YOUR TASK: Of the material below, only the lines from the line containing "text in history." down to the line containing "#[instrument(skip(data, text))]" belong in the answer, written out exactly.

DATA:
· · ·
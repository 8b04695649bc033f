//! Product catalog views.
//!
//! Products are read through [`PRODUCT_FIELDS`](super::field_map::PRODUCT_FIELDS)
//! first, so every accessor here uses normalized field names.

use chrono::{DateTime, Utc};
use serde::{Deserialize, Serialize};

use super::document::Document;
use super::value::{FieldValue, Fields};

/// A catalog product built from a normalized document.
#[derive(Debug, Clone, PartialEq, Serialize)]
#[serde(rename_all = "camelCase")]
pub struct Product {
    pub id: String,
    pub product_name: String,
    pub brand: String,
    pub category: String,
    pub description: String,
    pub ingredients: String,
    pub image_url: String,
    pub product_url: String,
    pub external_url: String,
    pub evaluation_score: Option<f64>,
    pub tags: Vec<String>,
    pub review_count: Option<i64>,
    pub volume_price: String,
    pub created_at: Option<DateTime<Utc>>,
}

impl Product {
    /// Build a product view from a document whose fields are already normalized.
    #[must_use]
    pub fn from_document(doc: &Document) -> Self {
        Self {
            id: doc.id.clone(),
            product_name: doc.string_or_default("productName"),
            brand: doc.string_or_default("brand"),
            category: doc.string_or_default("category"),
            description: doc.string_or_default("description"),
            ingredients: doc.string_or_default("ingredients"),
            image_url: doc.string_or_default("imageUrl"),
            product_url: doc.string_or_default("productUrl"),
            external_url: doc.string_or_default("externalUrl"),
            evaluation_score: doc.f64_field("evaluationScore"),
            tags: doc.get("tags").map(tags_from_value).unwrap_or_default(),
            review_count: doc.get("reviewCount").and_then(FieldValue::as_i64),
            volume_price: doc.string_or_default("volumePrice"),
            created_at: doc.timestamp_field("createdAt"),
        }
    }

    /// Case-insensitive match on name, brand or category.
    #[must_use]
    pub fn matches_search(&self, query: &str) -> bool {
        let q = query.trim().to_lowercase();
        q.is_empty()
            || self.product_name.to_lowercase().contains(&q)
            || self.brand.to_lowercase().contains(&q)
            || self.category.to_lowercase().contains(&q)
    }
}

/// Tags are stored either as an array or as a comma-separated string.
fn tags_from_value(value: &FieldValue) -> Vec<String> {
    match value {
        FieldValue::Array(values) => values
            .iter()
            .filter_map(FieldValue::as_str)
            .map(str::to_owned)
            .collect(),
        FieldValue::String(s) => split_tags(s),
        _ => Vec::new(),
    }
}

/// Split a comma-separated tag list, trimming blanks.
#[must_use]
pub fn split_tags(raw: &str) -> Vec<String> {
    raw.split([',', '、'])
        .map(str::trim)
        .filter(|tag| !tag.is_empty())
        .map(str::to_owned)
        .collect()
}

/// Input for creating a product from the admin form.
#[derive(Debug, Clone, Default, Deserialize)]
#[serde(rename_all = "camelCase", default)]
pub struct NewProduct {
    pub product_name: String,
    pub brand: String,
    pub category: String,
    pub description: String,
    pub ingredients: String,
    pub image_url: String,
    pub product_url: String,
    pub external_url: String,
    pub evaluation_score: Option<f64>,
    pub tags: Vec<String>,
    pub review_count: Option<i64>,
    pub volume_price: String,
}

impl NewProduct {
    /// Normalized name of the first required field left blank.
    #[must_use]
    pub fn missing_required(&self) -> Option<&'static str> {
        [
            ("productName", &self.product_name),
            ("brand", &self.brand),
            ("category", &self.category),
        ]
        .into_iter()
        .find(|(_, value)| value.trim().is_empty())
        .map(|(name, _)| name)
    }

    /// Normalized field map for this product. Empty optional text fields are
    /// kept as empty strings, matching how the form submits them.
    #[must_use]
    pub fn into_fields(self) -> Fields {
        let mut fields = Fields::new();
        let mut text = |name: &str, value: String| {
            fields.insert(name.to_owned(), FieldValue::String(value));
        };
        text("productName", self.product_name);
        text("brand", self.brand);
        text("category", self.category);
        text("description", self.description);
        text("ingredients", self.ingredients);
        text("imageUrl", self.image_url);
        text("productUrl", self.product_url);
        text("externalUrl", self.external_url);
        text("volumePrice", self.volume_price);

        if let Some(score) = self.evaluation_score {
            fields.insert("evaluationScore".to_owned(), FieldValue::Double(score));
        }
        if let Some(count) = self.review_count {
            fields.insert("reviewCount".to_owned(), FieldValue::Integer(count));
        }
        fields.insert(
            "tags".to_owned(),
            FieldValue::Array(self.tags.into_iter().map(FieldValue::String).collect()),
        );
        fields
    }
}

#[cfg(test)]
mod tests {
    use super::*;

    #[test]
    fn test_tags_from_string_and_array() {
        assert_eq!(split_tags("保湿, 美白、,敏感肌"), vec!["保湿", "美白", "敏感肌"]);

        let mut fields = Fields::new();
        fields.insert(
            "tags".into(),
            FieldValue::Array(vec![FieldValue::from("Hydration"), FieldValue::Integer(1)]),
        );
        let product = Product::from_document(&Document::new("p1", fields));
        assert_eq!(product.tags, vec!["Hydration"]);
    }

    #[test]
    fn test_matches_search() {
        let mut fields = Fields::new();
        fields.insert("productName".into(), FieldValue::from("Gentle Cleanser"));
        fields.insert("brand".into(), FieldValue::from("Curel"));
        let product = Product::from_document(&Document::new("p1", fields));

        assert!(product.matches_search("cleanser"));
        assert!(product.matches_search(" CUREL "));
        assert!(!product.matches_search("toner"));
    }

    #[test]
    fn test_missing_required() {
        let mut product = NewProduct {
            product_name: "Serum".into(),
            brand: "  ".into(),
            ..NewProduct::default()
        };
        assert_eq!(product.missing_required(), Some("brand"));

        product.brand = "Hada Labo".into();
        product.category = "Serum".into();
        assert_eq!(product.missing_required(), None);
        assert_eq!(NewProduct::default().missing_required(), Some("productName"));
    }

    #[test]
    fn test_new_product_fields() {
        let fields = NewProduct {
            product_name: "Serum".into(),
            evaluation_score: Some(4.5),
            tags: vec!["Vitamin C".into()],
            ..NewProduct::default()
        }
        .into_fields();

        assert_eq!(fields["productName"], FieldValue::from("Serum"));
        assert_eq!(fields["evaluationScore"], FieldValue::Double(4.5));
        assert!(!fields.contains_key("reviewCount"));
        assert_eq!(
            fields["tags"],
            FieldValue::Array(vec![FieldValue::from("Vitamin C")])
        );
    }
}
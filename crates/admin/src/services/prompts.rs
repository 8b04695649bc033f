//! Analysis prompt management with enforced history retention.

use serde::{Deserialize, Serialize};
use skincare_admin_core::{PromptHistoryEntry, PromptSetting};
use thiserror::Error;
use tracing::instrument;

use super::ValidationError;
use crate::data::DataAccess;
use crate::store::StoreError;

#[derive(Debug, Error)]
pub enum PromptError {
    #[error(transparent)]
    Validation(#[from] ValidationError),

    #[error("Prompt history entry not found: {0}")]
    HistoryNotFound(String),

    #[error(transparent)]
    Store(#[from] StoreError),
}

/// Current prompt plus its history, newest first.
#[derive(Debug, Clone, Serialize)]
pub struct PromptOverview {
    pub current: PromptSetting,
    pub history: Vec<PromptHistoryEntry>,
}

#[derive(Debug, Clone, Deserialize)]
pub struct UpdatePrompt {
    pub prompt: String,
}

pub async fn overview(data: &DataAccess) -> PromptOverview {
    let (current, history) = data.prompt().await;
    PromptOverview { current, history }
}

/// Replace the prompt, recording the previous text in history.
///
/// # Errors
///
/// Returns [`ValidationError::Required`] for blank text,
/// [`ValidationError::Unchanged`] when the text equals the current prompt,
/// or the store error from the write.
#[instrument(skip(data, text))]
pub async fn update(data: &DataAccess, text: &str) -> Result<(), PromptError> {
    if text.trim().is_empty() {
        return Err(ValidationError::Required("prompt").into());
    }
    let (current, _) = data.prompt().await;
    if current.prompt == text {
        return Err(ValidationError::Unchanged.into());
    }
    data.update_prompt(text).await?;
    Ok(())
}

/// Make a history entry the current prompt. The replaced prompt is itself
/// recorded in history. Restoring text equal to the current prompt writes
/// nothing.
///
/// # Errors
///
/// Returns [`PromptError::HistoryNotFound`] for an unknown id, or any error
/// from [`update`].
#[instrument(skip(data))]
pub async fn restore(data: &DataAccess, history_id: &str) -> Result<(), PromptError> {
    let entry = data
        .prompt_history_entry(history_id)
        .await
        .ok_or_else(|| PromptError::HistoryNotFound(history_id.to_string()))?;
    match update(data, &entry.prompt).await {
        Err(PromptError::Validation(ValidationError::Unchanged)) => Ok(()),
        result => result,
    }
}

#[cfg(test)]
#[allow(clippy::unwrap_used)]
mod tests {
    use super::*;
    use crate::store::{ConnectionManager, MemoryConnector, MemoryStore};
    use chrono::{Duration, TimeZone, Utc};
    use skincare_admin_core::{FieldValue, Fields};
    use std::sync::Arc;

    const HISTORY: &str = "settings/skin_analysis_prompt/history";

    fn history_fields(prompt: &str, timestamp: chrono::DateTime<Utc>) -> Fields {
        Fields::from([
            ("prompt".to_string(), FieldValue::from(prompt)),
            ("timestamp".to_string(), FieldValue::Timestamp(timestamp)),
        ])
    }

    fn data_with_prompt(prompt: &str) -> (Arc<MemoryStore>, DataAccess) {
        let store = Arc::new(MemoryStore::new());
        store
            .insert(
                "settings/skin_analysis_prompt",
                Fields::from([("prompt".to_string(), FieldValue::from(prompt))]),
            )
            .unwrap();
        let connector = MemoryConnector::new(store.clone());
        let data = DataAccess::new(Arc::new(ConnectionManager::new(Arc::new(connector))));
        (store, data)
    }

    #[tokio::test]
    async fn test_rejects_blank_and_unchanged() {
        let (store, data) = data_with_prompt("Analyze the skin.");

        assert!(matches!(
            update(&data, "   ").await,
            Err(PromptError::Validation(ValidationError::Required(_)))
        ));
        assert!(matches!(
            update(&data, "Analyze the skin.").await,
            Err(PromptError::Validation(ValidationError::Unchanged))
        ));
        assert_eq!(store.count("settings/skin_analysis_prompt/history"), 0);
    }

    #[tokio::test]
    async fn test_restore_records_replaced_prompt() {
        let (store, data) = data_with_prompt("v1");
        update(&data, "v2").await.unwrap();

        let overview = overview(&data).await;
        assert_eq!(overview.current.prompt, "v2");
        assert_eq!(overview.history.len(), 1);
        let v1_id = overview.history[0].id.clone();

        restore(&data, &v1_id).await.unwrap();
        let overview = super::overview(&data).await;
        assert_eq!(overview.current.prompt, "v1");
        assert_eq!(store.count("settings/skin_analysis_prompt/history"), 2);

        assert!(matches!(
            restore(&data, "missing").await,
            Err(PromptError::HistoryNotFound(_))
        ));
    }

    #[tokio::test]
    async fn test_history_keeps_newest_entries_past_limit() {
        let (store, data) = data_with_prompt("current");
        let base = Utc.with_ymd_and_hms(2020, 1, 1, 0, 0, 0).unwrap();
        for i in 0..100 {
            store
                .insert(
                    &format!("{HISTORY}/a{i:03}"),
                    history_fields(&format!("old{i}"), base + Duration::minutes(i)),
                )
                .unwrap();
        }
        store
            .insert(&format!("{HISTORY}/zzzz"), history_fields("newest", Utc::now()))
            .unwrap();

        let overview = overview(&data).await;
        assert_eq!(overview.history.len(), 100);
        assert_eq!(overview.history[0].id, "zzzz");
        assert_eq!(overview.history[1].prompt, "old99");
        assert!(overview.history.iter().all(|entry| entry.id != "a000"));
    }

    #[tokio::test]
    async fn test_restore_of_current_text_is_noop() {
        let (store, data) = data_with_prompt("same");
        store
            .insert(&format!("{HISTORY}/h1"), history_fields("same", Utc::now()))
            .unwrap();

        restore(&data, "h1").await.unwrap();
        assert_eq!(store.count(HISTORY), 1);
        assert_eq!(overview(&data).await.current.prompt, "same");
    }
}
· · ·
SOLUTION TO THE PROBLEM:
/// Replace the prompt, recording the previous text in history.
///
/// # Errors
///
/// Returns [`ValidationError::Required`] for blank text,
/// [`ValidationError::Unchanged`] when the text equals the current prompt,
/// or the store error from the write.
#[instrument(skip(data, text))]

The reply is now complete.